■ **Task to complete**
Which lines of the entries hold the string "required"? Copy each one.

■ **Raw data**
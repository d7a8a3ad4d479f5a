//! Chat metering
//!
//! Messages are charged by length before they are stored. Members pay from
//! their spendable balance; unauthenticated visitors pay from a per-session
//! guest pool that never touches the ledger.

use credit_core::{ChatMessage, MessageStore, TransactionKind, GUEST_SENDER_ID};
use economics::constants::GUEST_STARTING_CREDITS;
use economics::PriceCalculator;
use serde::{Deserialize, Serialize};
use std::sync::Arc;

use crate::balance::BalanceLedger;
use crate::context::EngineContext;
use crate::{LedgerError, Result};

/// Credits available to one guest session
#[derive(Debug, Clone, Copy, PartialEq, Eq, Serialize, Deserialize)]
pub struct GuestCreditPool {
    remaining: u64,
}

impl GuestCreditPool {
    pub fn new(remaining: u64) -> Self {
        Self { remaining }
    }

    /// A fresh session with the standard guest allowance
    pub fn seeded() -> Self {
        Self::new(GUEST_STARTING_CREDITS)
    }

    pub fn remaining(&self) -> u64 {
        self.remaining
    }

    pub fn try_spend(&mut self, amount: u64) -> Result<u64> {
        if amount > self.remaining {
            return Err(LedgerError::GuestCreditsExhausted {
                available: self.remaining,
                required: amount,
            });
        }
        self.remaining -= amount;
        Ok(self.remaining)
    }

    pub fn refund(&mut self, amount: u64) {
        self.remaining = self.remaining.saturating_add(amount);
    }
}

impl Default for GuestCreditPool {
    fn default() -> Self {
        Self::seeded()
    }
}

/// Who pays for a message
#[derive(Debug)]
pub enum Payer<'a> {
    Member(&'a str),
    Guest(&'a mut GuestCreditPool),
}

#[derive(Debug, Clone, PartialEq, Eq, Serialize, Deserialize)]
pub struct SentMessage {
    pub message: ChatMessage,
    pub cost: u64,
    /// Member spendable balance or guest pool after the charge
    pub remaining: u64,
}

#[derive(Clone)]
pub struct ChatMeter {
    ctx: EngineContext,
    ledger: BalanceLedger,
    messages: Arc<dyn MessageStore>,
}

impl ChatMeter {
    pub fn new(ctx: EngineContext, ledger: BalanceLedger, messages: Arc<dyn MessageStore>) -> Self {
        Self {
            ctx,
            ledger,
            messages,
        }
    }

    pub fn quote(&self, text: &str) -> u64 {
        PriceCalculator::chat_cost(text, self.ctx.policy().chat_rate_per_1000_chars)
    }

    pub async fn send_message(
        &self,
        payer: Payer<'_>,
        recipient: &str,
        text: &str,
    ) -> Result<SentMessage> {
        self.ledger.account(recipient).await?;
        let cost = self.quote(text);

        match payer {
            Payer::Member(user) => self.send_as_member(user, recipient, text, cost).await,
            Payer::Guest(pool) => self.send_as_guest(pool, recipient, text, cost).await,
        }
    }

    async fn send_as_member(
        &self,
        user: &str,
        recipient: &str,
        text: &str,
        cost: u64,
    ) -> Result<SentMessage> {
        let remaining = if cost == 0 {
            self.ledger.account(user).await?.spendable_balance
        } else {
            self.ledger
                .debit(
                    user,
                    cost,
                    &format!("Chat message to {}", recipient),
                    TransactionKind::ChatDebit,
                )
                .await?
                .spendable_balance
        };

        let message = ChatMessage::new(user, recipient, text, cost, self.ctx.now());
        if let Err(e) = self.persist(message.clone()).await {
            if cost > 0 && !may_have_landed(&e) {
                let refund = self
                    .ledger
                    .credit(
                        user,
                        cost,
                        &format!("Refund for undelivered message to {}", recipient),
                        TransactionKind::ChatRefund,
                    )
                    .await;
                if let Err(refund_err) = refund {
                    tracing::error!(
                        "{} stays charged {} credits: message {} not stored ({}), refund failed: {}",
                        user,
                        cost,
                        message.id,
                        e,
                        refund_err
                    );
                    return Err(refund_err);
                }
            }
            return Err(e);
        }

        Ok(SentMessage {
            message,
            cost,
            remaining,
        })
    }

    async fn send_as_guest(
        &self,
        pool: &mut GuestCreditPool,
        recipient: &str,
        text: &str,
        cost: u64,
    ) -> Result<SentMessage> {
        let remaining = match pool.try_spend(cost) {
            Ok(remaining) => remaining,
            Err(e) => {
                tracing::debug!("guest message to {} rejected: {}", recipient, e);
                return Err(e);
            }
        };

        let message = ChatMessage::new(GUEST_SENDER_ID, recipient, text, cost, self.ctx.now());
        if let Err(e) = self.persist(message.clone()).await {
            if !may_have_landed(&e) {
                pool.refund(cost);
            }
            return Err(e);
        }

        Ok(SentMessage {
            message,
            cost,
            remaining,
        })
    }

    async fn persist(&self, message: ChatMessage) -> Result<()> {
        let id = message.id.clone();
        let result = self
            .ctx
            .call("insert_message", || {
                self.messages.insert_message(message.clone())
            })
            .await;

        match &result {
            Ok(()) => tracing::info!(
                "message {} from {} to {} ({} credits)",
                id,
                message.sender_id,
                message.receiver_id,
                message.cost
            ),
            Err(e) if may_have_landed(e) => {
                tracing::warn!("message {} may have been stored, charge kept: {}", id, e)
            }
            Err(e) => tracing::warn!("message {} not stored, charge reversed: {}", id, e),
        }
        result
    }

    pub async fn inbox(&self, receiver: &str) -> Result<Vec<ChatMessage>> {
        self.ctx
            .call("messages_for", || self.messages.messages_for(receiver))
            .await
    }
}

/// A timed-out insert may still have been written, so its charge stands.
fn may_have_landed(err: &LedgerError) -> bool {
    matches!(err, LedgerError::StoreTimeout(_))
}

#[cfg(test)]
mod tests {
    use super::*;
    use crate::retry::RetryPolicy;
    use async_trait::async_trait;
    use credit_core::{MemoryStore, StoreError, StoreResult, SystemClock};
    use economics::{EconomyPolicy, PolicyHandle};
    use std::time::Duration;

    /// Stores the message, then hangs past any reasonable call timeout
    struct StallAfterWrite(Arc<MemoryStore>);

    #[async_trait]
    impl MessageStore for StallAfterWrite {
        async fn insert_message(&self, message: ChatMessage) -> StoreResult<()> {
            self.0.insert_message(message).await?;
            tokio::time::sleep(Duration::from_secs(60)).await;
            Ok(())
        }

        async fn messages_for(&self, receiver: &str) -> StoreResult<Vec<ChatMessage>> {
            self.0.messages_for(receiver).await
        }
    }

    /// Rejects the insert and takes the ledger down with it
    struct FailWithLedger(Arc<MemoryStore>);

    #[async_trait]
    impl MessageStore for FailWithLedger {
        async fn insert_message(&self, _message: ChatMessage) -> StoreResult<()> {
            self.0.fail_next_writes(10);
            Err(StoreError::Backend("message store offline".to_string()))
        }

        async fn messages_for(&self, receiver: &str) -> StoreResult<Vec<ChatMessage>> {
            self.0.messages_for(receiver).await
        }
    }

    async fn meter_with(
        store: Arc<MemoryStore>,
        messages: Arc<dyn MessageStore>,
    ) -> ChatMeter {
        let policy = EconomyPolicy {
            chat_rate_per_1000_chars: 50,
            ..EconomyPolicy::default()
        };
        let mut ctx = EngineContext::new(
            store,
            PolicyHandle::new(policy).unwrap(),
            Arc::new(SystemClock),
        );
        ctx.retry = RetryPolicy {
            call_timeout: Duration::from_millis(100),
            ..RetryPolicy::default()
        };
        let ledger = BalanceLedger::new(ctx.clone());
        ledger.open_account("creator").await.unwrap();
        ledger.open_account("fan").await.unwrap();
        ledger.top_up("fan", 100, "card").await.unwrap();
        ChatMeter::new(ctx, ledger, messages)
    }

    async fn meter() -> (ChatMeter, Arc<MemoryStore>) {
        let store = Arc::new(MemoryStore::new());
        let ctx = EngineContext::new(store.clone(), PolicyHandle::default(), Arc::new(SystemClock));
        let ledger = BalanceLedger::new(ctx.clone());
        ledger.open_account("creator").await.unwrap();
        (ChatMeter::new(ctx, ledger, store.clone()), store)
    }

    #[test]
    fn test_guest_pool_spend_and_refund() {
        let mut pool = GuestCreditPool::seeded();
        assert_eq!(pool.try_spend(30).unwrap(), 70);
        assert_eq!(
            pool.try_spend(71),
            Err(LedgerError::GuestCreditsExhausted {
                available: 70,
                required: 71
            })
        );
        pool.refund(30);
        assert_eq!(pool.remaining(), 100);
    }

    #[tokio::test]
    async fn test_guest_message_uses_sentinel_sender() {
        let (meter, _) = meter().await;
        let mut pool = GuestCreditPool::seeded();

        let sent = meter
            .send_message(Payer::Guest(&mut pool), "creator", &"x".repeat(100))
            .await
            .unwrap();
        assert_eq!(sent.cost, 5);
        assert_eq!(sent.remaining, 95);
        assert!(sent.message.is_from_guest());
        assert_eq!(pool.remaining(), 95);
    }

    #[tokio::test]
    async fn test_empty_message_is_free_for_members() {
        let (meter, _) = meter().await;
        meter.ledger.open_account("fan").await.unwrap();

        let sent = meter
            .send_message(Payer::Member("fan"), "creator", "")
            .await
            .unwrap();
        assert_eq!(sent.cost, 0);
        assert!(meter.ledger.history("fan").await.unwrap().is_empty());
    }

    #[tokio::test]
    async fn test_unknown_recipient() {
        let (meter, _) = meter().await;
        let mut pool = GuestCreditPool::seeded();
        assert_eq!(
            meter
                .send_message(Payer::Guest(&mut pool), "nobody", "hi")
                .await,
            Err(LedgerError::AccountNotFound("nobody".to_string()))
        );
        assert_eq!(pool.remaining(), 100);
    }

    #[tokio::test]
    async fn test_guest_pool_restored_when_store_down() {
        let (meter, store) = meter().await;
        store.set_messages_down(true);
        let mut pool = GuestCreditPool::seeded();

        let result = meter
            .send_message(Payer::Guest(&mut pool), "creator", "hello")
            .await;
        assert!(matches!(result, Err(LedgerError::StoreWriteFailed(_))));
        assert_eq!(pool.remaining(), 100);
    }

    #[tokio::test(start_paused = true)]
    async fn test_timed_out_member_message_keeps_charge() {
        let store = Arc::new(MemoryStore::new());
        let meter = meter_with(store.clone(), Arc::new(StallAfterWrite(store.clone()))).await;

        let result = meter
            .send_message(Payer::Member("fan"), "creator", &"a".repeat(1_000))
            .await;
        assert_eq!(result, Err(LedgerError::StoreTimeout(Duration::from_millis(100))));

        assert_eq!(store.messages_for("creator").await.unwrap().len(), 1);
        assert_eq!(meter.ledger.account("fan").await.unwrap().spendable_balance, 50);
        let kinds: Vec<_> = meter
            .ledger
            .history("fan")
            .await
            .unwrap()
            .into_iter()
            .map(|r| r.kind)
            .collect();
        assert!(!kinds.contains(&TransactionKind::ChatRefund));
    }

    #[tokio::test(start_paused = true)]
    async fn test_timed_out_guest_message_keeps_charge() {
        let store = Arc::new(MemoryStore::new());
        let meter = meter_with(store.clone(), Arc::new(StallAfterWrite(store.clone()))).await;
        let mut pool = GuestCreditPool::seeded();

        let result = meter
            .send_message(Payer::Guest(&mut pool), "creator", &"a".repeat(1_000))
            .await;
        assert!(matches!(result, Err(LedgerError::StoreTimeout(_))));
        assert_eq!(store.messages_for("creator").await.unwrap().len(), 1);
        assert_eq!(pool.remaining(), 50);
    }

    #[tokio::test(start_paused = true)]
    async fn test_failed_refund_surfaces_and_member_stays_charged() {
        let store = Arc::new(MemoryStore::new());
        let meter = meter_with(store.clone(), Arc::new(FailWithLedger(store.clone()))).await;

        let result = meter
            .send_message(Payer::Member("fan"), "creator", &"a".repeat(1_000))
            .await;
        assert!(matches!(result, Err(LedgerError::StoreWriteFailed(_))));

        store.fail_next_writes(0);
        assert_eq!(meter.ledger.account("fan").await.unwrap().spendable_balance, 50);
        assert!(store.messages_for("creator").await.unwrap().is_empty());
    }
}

* * *

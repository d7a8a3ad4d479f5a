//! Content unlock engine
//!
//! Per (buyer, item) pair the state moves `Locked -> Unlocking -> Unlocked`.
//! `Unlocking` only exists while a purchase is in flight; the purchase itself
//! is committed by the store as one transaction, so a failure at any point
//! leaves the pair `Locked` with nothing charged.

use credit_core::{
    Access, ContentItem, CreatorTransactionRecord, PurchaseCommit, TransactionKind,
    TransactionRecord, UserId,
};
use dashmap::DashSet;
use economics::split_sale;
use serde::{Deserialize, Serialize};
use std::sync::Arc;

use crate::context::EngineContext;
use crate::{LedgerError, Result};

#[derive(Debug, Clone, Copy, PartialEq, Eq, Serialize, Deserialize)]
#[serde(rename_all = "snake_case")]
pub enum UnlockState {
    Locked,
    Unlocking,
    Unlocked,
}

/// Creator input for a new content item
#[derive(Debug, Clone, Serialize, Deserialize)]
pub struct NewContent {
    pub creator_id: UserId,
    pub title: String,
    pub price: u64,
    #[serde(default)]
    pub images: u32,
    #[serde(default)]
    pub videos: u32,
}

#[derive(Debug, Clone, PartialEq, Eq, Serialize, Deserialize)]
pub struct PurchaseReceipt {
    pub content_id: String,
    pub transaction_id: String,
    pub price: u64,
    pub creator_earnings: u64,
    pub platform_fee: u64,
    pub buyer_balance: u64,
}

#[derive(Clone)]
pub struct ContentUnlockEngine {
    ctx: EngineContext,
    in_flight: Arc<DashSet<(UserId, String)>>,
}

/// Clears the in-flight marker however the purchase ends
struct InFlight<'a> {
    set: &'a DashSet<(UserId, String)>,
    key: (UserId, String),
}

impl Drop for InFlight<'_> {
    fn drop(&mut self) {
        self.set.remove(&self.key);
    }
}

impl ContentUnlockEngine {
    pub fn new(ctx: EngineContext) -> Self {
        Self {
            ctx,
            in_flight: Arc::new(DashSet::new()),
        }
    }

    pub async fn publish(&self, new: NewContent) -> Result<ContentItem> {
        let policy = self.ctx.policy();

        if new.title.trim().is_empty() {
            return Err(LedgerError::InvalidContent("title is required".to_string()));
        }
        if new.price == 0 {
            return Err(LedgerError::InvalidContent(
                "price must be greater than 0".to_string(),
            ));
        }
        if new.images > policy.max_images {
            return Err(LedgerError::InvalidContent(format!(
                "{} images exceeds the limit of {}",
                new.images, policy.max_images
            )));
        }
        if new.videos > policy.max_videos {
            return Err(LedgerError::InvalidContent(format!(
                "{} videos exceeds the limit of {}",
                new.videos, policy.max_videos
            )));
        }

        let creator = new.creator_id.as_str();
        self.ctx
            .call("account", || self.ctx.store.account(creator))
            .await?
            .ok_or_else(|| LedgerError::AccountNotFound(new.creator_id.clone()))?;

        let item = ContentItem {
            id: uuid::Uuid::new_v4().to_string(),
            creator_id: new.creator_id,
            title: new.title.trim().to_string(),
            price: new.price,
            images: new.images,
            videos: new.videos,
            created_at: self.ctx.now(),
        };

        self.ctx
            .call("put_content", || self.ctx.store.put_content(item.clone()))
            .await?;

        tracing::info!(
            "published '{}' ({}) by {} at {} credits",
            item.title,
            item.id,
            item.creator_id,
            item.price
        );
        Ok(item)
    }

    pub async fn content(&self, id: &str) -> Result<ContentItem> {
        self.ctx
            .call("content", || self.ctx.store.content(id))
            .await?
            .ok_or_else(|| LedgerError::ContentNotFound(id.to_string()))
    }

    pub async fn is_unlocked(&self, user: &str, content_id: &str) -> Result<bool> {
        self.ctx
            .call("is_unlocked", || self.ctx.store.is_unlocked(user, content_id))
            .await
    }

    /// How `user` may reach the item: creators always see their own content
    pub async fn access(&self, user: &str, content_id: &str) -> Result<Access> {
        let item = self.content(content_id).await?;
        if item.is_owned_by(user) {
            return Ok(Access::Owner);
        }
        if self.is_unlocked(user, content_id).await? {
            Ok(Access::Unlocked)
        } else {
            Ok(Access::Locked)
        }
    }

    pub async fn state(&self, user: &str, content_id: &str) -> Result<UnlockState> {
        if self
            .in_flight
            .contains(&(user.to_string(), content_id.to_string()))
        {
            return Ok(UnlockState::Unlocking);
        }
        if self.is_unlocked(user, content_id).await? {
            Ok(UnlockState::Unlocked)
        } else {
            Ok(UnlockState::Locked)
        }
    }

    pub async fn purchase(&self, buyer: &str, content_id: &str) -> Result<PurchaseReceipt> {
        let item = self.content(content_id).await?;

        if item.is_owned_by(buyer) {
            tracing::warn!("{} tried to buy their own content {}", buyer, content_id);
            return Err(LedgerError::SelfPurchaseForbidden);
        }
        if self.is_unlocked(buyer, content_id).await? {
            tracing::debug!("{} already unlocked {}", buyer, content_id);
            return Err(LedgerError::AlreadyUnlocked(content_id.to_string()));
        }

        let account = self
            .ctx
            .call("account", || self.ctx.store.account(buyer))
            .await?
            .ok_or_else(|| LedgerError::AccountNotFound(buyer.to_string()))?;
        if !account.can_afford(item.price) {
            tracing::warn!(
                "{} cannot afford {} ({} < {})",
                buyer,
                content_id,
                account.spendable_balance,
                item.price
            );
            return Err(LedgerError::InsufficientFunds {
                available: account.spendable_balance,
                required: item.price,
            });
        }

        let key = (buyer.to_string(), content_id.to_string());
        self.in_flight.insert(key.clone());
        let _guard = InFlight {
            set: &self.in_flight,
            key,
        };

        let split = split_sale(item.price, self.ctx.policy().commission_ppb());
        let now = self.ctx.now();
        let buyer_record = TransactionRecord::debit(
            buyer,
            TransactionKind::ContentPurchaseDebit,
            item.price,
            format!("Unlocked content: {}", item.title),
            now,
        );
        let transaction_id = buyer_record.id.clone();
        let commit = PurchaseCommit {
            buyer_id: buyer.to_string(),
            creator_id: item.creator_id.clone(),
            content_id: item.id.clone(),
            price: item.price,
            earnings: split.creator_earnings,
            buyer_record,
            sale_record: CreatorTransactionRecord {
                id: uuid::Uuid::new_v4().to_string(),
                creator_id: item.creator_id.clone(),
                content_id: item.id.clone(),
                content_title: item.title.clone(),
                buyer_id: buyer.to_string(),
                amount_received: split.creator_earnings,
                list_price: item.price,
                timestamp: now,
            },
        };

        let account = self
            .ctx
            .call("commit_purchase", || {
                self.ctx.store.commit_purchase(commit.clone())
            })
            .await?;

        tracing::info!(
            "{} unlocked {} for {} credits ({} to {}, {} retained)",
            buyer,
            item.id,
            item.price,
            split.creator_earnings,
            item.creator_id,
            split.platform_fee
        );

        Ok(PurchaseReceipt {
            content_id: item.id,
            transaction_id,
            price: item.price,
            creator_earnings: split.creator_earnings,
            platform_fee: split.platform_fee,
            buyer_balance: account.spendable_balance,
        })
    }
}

■ **Answer section**
                required: amount,
                required: 71
            return Err(LedgerError::InvalidContent("title is required".to_string()));
                required: item.price,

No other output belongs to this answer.